:: SUPPLIED ENTRIES ::
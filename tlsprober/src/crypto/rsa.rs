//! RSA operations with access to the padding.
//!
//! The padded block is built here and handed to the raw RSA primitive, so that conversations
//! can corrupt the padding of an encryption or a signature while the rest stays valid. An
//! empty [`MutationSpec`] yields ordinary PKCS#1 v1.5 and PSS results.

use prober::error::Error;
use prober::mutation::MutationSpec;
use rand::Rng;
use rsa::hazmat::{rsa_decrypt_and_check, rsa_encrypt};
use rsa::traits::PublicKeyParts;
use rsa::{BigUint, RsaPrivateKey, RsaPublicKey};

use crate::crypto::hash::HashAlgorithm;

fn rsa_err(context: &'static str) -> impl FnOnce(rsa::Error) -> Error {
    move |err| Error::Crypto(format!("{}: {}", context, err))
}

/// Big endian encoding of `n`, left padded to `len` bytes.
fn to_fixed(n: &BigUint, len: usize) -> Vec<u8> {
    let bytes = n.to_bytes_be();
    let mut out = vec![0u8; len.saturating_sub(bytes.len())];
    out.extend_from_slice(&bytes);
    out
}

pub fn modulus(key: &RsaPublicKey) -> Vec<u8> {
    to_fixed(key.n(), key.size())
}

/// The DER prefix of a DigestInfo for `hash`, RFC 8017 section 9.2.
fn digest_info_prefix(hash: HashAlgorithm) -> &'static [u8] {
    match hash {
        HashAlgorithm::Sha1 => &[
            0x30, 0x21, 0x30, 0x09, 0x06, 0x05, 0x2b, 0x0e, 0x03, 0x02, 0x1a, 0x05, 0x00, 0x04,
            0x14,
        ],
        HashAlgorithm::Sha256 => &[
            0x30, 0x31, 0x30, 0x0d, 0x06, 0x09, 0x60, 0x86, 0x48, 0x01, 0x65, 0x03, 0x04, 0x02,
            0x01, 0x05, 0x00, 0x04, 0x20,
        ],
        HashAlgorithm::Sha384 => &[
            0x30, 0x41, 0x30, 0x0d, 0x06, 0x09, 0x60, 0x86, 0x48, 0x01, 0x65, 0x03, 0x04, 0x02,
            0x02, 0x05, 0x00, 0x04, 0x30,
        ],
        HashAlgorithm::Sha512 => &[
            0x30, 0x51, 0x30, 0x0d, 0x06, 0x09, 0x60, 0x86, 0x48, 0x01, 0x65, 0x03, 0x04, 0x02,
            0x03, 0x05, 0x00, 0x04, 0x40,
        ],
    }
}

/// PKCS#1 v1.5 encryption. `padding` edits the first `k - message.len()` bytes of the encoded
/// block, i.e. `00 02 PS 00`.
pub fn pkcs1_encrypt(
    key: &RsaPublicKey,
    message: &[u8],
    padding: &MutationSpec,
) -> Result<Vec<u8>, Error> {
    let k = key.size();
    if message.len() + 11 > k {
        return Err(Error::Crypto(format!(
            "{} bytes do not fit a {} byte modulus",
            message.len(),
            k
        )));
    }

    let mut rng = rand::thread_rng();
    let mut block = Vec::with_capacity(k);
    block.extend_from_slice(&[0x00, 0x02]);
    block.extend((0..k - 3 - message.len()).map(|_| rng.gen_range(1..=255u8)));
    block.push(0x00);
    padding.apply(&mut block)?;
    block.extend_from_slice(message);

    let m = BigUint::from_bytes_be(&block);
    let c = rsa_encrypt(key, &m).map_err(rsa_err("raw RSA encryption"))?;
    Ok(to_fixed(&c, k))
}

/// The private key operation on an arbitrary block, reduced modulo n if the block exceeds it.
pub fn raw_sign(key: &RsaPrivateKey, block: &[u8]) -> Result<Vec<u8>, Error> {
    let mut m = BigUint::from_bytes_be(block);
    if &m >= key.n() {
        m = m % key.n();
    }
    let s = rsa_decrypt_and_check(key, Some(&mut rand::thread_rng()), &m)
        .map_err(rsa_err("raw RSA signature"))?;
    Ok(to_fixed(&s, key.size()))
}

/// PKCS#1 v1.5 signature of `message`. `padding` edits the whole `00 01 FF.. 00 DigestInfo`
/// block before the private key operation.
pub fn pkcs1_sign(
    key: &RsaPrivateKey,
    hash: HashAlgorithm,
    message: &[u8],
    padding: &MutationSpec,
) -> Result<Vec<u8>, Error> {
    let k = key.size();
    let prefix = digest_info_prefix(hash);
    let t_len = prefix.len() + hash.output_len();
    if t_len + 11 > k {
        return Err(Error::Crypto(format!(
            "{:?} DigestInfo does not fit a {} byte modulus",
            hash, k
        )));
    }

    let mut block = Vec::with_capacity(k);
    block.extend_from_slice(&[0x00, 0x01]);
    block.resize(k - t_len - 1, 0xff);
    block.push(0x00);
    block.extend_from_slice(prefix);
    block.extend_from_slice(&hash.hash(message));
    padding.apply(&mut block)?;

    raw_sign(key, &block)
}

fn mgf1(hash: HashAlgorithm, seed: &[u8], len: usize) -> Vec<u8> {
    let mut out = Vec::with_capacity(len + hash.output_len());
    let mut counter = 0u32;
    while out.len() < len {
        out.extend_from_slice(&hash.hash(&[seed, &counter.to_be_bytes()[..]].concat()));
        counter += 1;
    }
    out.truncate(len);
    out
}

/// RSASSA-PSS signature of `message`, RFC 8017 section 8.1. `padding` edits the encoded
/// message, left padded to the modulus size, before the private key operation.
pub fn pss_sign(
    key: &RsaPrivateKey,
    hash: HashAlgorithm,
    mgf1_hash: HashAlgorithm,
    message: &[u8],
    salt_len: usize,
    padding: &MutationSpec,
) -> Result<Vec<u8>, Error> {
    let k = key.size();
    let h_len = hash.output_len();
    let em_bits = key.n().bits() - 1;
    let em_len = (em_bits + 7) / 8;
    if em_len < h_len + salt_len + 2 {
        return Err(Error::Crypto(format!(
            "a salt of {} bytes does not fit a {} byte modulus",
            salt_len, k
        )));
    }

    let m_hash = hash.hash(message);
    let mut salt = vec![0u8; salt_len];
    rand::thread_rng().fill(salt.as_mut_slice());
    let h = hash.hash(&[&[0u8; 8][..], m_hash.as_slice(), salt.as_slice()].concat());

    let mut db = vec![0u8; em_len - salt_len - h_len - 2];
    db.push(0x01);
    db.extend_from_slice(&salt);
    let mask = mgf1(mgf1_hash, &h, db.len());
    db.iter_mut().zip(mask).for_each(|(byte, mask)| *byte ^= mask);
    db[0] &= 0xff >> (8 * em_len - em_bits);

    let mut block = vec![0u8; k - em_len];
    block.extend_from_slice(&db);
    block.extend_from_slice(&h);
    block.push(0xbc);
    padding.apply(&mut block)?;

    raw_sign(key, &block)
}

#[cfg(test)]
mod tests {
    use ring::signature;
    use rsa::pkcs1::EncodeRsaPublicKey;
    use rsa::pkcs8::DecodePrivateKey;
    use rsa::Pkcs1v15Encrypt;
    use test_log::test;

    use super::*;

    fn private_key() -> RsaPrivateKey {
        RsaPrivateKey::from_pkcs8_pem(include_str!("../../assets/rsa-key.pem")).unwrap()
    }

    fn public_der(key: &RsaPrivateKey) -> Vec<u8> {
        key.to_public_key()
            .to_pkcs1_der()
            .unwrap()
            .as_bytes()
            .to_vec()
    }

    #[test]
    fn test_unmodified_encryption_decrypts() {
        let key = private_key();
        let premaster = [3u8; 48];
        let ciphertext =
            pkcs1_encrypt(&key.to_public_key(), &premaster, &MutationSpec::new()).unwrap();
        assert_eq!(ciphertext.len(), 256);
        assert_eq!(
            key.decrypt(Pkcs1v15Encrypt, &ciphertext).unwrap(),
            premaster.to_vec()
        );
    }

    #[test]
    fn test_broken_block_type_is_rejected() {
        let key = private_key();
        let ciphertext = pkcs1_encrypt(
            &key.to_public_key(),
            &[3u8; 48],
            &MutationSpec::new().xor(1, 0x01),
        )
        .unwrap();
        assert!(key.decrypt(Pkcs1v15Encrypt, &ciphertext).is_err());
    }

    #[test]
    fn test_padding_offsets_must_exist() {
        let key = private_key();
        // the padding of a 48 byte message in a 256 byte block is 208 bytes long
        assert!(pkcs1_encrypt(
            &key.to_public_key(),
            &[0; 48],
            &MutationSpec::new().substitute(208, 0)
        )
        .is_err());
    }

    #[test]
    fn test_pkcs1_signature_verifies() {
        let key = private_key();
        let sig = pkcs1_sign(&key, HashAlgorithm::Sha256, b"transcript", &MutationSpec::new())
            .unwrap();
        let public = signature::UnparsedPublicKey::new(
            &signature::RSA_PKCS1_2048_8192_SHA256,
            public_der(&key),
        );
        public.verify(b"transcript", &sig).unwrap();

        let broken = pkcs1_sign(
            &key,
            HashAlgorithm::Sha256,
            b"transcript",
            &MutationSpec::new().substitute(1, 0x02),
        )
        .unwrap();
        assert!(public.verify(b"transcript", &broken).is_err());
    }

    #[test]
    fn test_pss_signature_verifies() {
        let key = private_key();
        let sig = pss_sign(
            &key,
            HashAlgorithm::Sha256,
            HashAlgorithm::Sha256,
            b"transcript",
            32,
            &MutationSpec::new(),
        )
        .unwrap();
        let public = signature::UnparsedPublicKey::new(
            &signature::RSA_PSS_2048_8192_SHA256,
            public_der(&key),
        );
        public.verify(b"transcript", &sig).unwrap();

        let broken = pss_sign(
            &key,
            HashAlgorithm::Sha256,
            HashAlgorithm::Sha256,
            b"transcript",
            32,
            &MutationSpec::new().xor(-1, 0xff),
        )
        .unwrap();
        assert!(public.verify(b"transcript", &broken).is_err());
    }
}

:: WHAT YOU HAVE TO DO ::
Pull every line containing "concat" from the entries above and copy it.

:: SOLUTION TO THIS EXERCISE ::
        out.extend_from_slice(&hash.hash(&[seed, &counter.to_be_bytes()[..]].concat()));
    let h = hash.hash(&[&[0u8; 8][..], m_hash.as_slice(), salt.as_slice()].concat());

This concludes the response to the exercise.